_Exercise directions_. Output each record in full, exactly as it stands.
++++ Provided material ++++
//! People in the address book.

use crate::convert::{self, BuiltTarget, Cast};
use crate::dto::ContactDto;
use crate::entities::{Address, Organization, User, restored_stamp};
use crate::error::ConvertResult;
use crate::json::{self, CycleGuard, JsonKeys, ToJson};
use chrono::{DateTime, Utc};
use daybook_types::{AuditStamp, ValidationResult, validate};
use serde_json::{Map, Value};
use std::any::TypeId;

#[derive(Debug, Clone, Default, PartialEq)]
pub struct Contact {
    id: i64,
    name: String,
    email: Option<String>,
    phone: Option<String>,
    notes: Option<String>,
    address: Option<Box<Address>>,
    /// Back-reference to the owning organization. Not carried on the
    /// transfer object; broken by the cycle guard during JSON projection.
    organization: Option<Box<Organization>>,
    stamp: AuditStamp,
}

impl Contact {
    /// A blank contact: all defaults, created now, never modified.
    #[must_use]
    pub fn new() -> Self {
        Self::default()
    }

    /// Reconstructs a contact from its transfer object, re-checking the
    /// same bounds the setters enforce.
    pub fn from_dto(dto: &ContactDto) -> ConvertResult<Self> {
        validate::non_negative("id", dto.id)?;
        validate::max_len("name", &dto.name, validate::NAME_MAX)?;
        validate::max_len_opt("notes", dto.notes.as_deref(), validate::DESCRIPTION_MAX)?;
        let address = match &dto.address {
            Some(a) => Some(Box::new(Address::from_dto(a)?)),
            None => None,
        };
        Ok(Self {
            id: dto.id,
            name: dto.name.clone(),
            email: dto.email.clone(),
            phone: dto.phone.clone(),
            notes: dto.notes.clone(),
            address,
            organization: None,
            stamp: restored_stamp(dto.date_created, dto.date_modified),
        })
    }

    /// Sibling-conversion constructor: scalar fields and stamp supplied by
    /// another entity's cast table.
    pub(crate) fn restored(
        id: i64,
        name: String,
        email: Option<String>,
        stamp: AuditStamp,
    ) -> Self {
        Self {
            id,
            name,
            email,
            stamp,
            ..Self::default()
        }
    }

    #[must_use]
    pub fn id(&self) -> i64 {
        self.id
    }

    #[must_use]
    pub fn name(&self) -> &str {
        &self.name
    }

    #[must_use]
    pub fn email(&self) -> Option<&str> {
        self.email.as_deref()
    }

    #[must_use]
    pub fn phone(&self) -> Option<&str> {
        self.phone.as_deref()
    }

    #[must_use]
    pub fn notes(&self) -> Option<&str> {
        self.notes.as_deref()
    }

    #[must_use]
    pub fn address(&self) -> Option<&Address> {
        self.address.as_deref()
    }

    #[must_use]
    pub fn organization(&self) -> Option<&Organization> {
        self.organization.as_deref()
    }

    #[must_use]
    pub fn created_at(&self) -> DateTime<Utc> {
        self.stamp.created_at()
    }

    #[must_use]
    pub fn modified_at(&self) -> Option<DateTime<Utc>> {
        self.stamp.modified_at()
    }

    pub fn set_id(&mut self, id: i64) -> ValidationResult<()> {
        validate::non_negative("id", id)?;
        self.id = id;
        self.stamp.touch();
        Ok(())
    }

    pub fn set_name(&mut self, name: impl Into<String>) -> ValidationResult<()> {
        let name = name.into();
        validate::required("name", &name)?;
        validate::max_len("name", &name, validate::NAME_MAX)?;
        self.name = name;
        self.stamp.touch();
        Ok(())
    }

    pub fn set_email(&mut self, email: Option<String>) {
        self.email = email;
        self.stamp.touch();
    }

    pub fn set_phone(&mut self, phone: Option<String>) {
        self.phone = phone;
        self.stamp.touch();
    }

    pub fn set_notes(&mut self, notes: Option<String>) -> ValidationResult<()> {
        validate::max_len_opt("notes", notes.as_deref(), validate::DESCRIPTION_MAX)?;
        self.notes = notes;
        self.stamp.touch();
        Ok(())
    }

    pub fn set_address(&mut self, address: Option<Address>) {
        self.address = address.map(Box::new);
        self.stamp.touch();
    }

    pub fn set_organization(&mut self, organization: Option<Organization>) {
        self.organization = organization.map(Box::new);
        self.stamp.touch();
    }

    fn to_dto(&self) -> ConvertResult<ContactDto> {
        Ok(ContactDto {
            id: self.id,
            name: self.name.clone(),
            email: self.email.clone(),
            phone: self.phone.clone(),
            notes: self.notes.clone(),
            address: convert::cast_nested(self.address.as_deref())?,
            date_created: Some(self.stamp.created_at()),
            date_modified: self.stamp.modified_at(),
        })
    }

    /// Sibling-entity view: a user whose username is this contact's name.
    fn to_user(&self) -> User {
        User::restored(self.id, self.name.clone(), self.email.clone(), self.stamp)
    }
}

impl Cast for Contact {
    fn build(&self, target: TypeId) -> Option<BuiltTarget> {
        if target == TypeId::of::<ContactDto>() {
            convert::entry(self.to_dto())
        } else if target == TypeId::of::<User>() {
            convert::entry(Ok(self.to_user()))
        } else {
            None
        }
    }
}

impl ToJson for Contact {
    fn json_key(&self) -> (&'static str, i64) {
        ("Contact", self.id)
    }

    fn project(&self, keys: &JsonKeys, guard: &mut CycleGuard) -> Map<String, Value> {
        let mut map = Map::new();
        json::push_audit(&mut map, keys, self.id, &self.stamp);
        map.insert("name".to_owned(), Value::String(self.name.clone()));
        json::push_str(&mut map, "email", self.email.as_deref());
        json::push_str(&mut map, "phone", self.phone.as_deref());
        json::push_str(&mut map, "notes", self.notes.as_deref());
        json::push_nested(&mut map, "address", self.address.as_deref(), keys, guard);
        json::push_nested(
            &mut map,
            "organization",
            self.organization.as_deref(),
            keys,
            guard,
        );
        map
    }
}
++++
_Task answer_.
//! People in the address book.

use crate::convert::{self, BuiltTarget, Cast};
use crate::dto::ContactDto;
use crate::entities::{Address, Organization, User, restored_stamp};
use crate::error::ConvertResult;
use crate::json::{self, CycleGuard, JsonKeys, ToJson};
use chrono::{DateTime, Utc};
use daybook_types::{AuditStamp, ValidationResult, validate};
use serde_json::{Map, Value};
use std::any::TypeId;

#[derive(Debug, Clone, Default, PartialEq)]
pub struct Contact {
    id: i64,
    name: String,
    email: Option<String>,
    phone: Option<String>,
    notes: Option<String>,
    address: Option<Box<Address>>,
    /// Back-reference to the owning organization. Not carried on the
    /// transfer object; broken by the cycle guard during JSON projection.
    organization: Option<Box<Organization>>,
    stamp: AuditStamp,
}

impl Contact {
    /// A blank contact: all defaults, created now, never modified.
    #[must_use]
    pub fn new() -> Self {
        Self::default()
    }

    /// Reconstructs a contact from its transfer object, re-checking the
    /// same bounds the setters enforce.
    pub fn from_dto(dto: &ContactDto) -> ConvertResult<Self> {
        validate::non_negative("id", dto.id)?;
        validate::max_len("name", &dto.name, validate::NAME_MAX)?;
        validate::max_len_opt("notes", dto.notes.as_deref(), validate::DESCRIPTION_MAX)?;
        let address = match &dto.address {
            Some(a) => Some(Box::new(Address::from_dto(a)?)),
            None => None,
        };
        Ok(Self {
            id: dto.id,
            name: dto.name.clone(),
            email: dto.email.clone(),
            phone: dto.phone.clone(),
            notes: dto.notes.clone(),
            address,
            organization: None,
            stamp: restored_stamp(dto.date_created, dto.date_modified),
        })
    }

    /// Sibling-conversion constructor: scalar fields and stamp supplied by
    /// another entity's cast table.
    pub(crate) fn restored(
        id: i64,
        name: String,
        email: Option<String>,
        stamp: AuditStamp,
    ) -> Self {
        Self {
            id,
            name,
            email,
            stamp,
            ..Self::default()
        }
    }

    #[must_use]
    pub fn id(&self) -> i64 {
        self.id
    }

    #[must_use]
    pub fn name(&self) -> &str {
        &self.name
    }

    #[must_use]
    pub fn email(&self) -> Option<&str> {
        self.email.as_deref()
    }

    #[must_use]
    pub fn phone(&self) -> Option<&str> {
        self.phone.as_deref()
    }

    #[must_use]
    pub fn notes(&self) -> Option<&str> {
        self.notes.as_deref()
    }

    #[must_use]
    pub fn address(&self) -> Option<&Address> {
        self.address.as_deref()
    }

    #[must_use]
    pub fn organization(&self) -> Option<&Organization> {
        self.organization.as_deref()
    }

    #[must_use]
    pub fn created_at(&self) -> DateTime<Utc> {
        self.stamp.created_at()
    }

    #[must_use]
    pub fn modified_at(&self) -> Option<DateTime<Utc>> {
        self.stamp.modified_at()
    }

    pub fn set_id(&mut self, id: i64) -> ValidationResult<()> {
        validate::non_negative("id", id)?;
        self.id = id;
        self.stamp.touch();
        Ok(())
    }

    pub fn set_name(&mut self, name: impl Into<String>) -> ValidationResult<()> {
        let name = name.into();
        validate::required("name", &name)?;
        validate::max_len("name", &name, validate::NAME_MAX)?;
        self.name = name;
        self.stamp.touch();
        Ok(())
    }

    pub fn set_email(&mut self, email: Option<String>) {
        self.email = email;
        self.stamp.touch();
    }

    pub fn set_phone(&mut self, phone: Option<String>) {
        self.phone = phone;
        self.stamp.touch();
    }

    pub fn set_notes(&mut self, notes: Option<String>) -> ValidationResult<()> {
        validate::max_len_opt("notes", notes.as_deref(), validate::DESCRIPTION_MAX)?;
        self.notes = notes;
        self.stamp.touch();
        Ok(())
    }

    pub fn set_address(&mut self, address: Option<Address>) {
        self.address = address.map(Box::new);
        self.stamp.touch();
    }

    pub fn set_organization(&mut self, organization: Option<Organization>) {
        self.organization = organization.map(Box::new);
        self.stamp.touch();
    }

    fn to_dto(&self) -> ConvertResult<ContactDto> {
        Ok(ContactDto {
            id: self.id,
            name: self.name.clone(),
            email: self.email.clone(),
            phone: self.phone.clone(),
            notes: self.notes.clone(),
            address: convert::cast_nested(self.address.as_deref())?,
            date_created: Some(self.stamp.created_at()),
            date_modified: self.stamp.modified_at(),
        })
    }

    /// Sibling-entity view: a user whose username is this contact's name.
    fn to_user(&self) -> User {
        User::restored(self.id, self.name.clone(), self.email.clone(), self.stamp)
    }
}

impl Cast for Contact {
    fn build(&self, target: TypeId) -> Option<BuiltTarget> {
        if target == TypeId::of::<ContactDto>() {
            convert::entry(self.to_dto())
        } else if target == TypeId::of::<User>() {
            convert::entry(Ok(self.to_user()))
        } else {
            None
        }
    }
}

impl ToJson for Contact {
    fn json_key(&self) -> (&'static str, i64) {
        ("Contact", self.id)
    }

    fn project(&self, keys: &JsonKeys, guard: &mut CycleGuard) -> Map<String, Value> {
        let mut map = Map::new();
        json::push_audit(&mut map, keys, self.id, &self.stamp);
        map.insert("name".to_owned(), Value::String(self.name.clone()));
        json::push_str(&mut map, "email", self.email.as_deref());
        json::push_str(&mut map, "phone", self.phone.as_deref());
        json::push_str(&mut map, "notes", self.notes.as_deref());
        json::push_nested(&mut map, "address", self.address.as_deref(), keys, guard);
        json::push_nested(
            &mut map,
            "organization",
            self.organization.as_deref(),
            keys,
            guard,
        );
        map
    }
}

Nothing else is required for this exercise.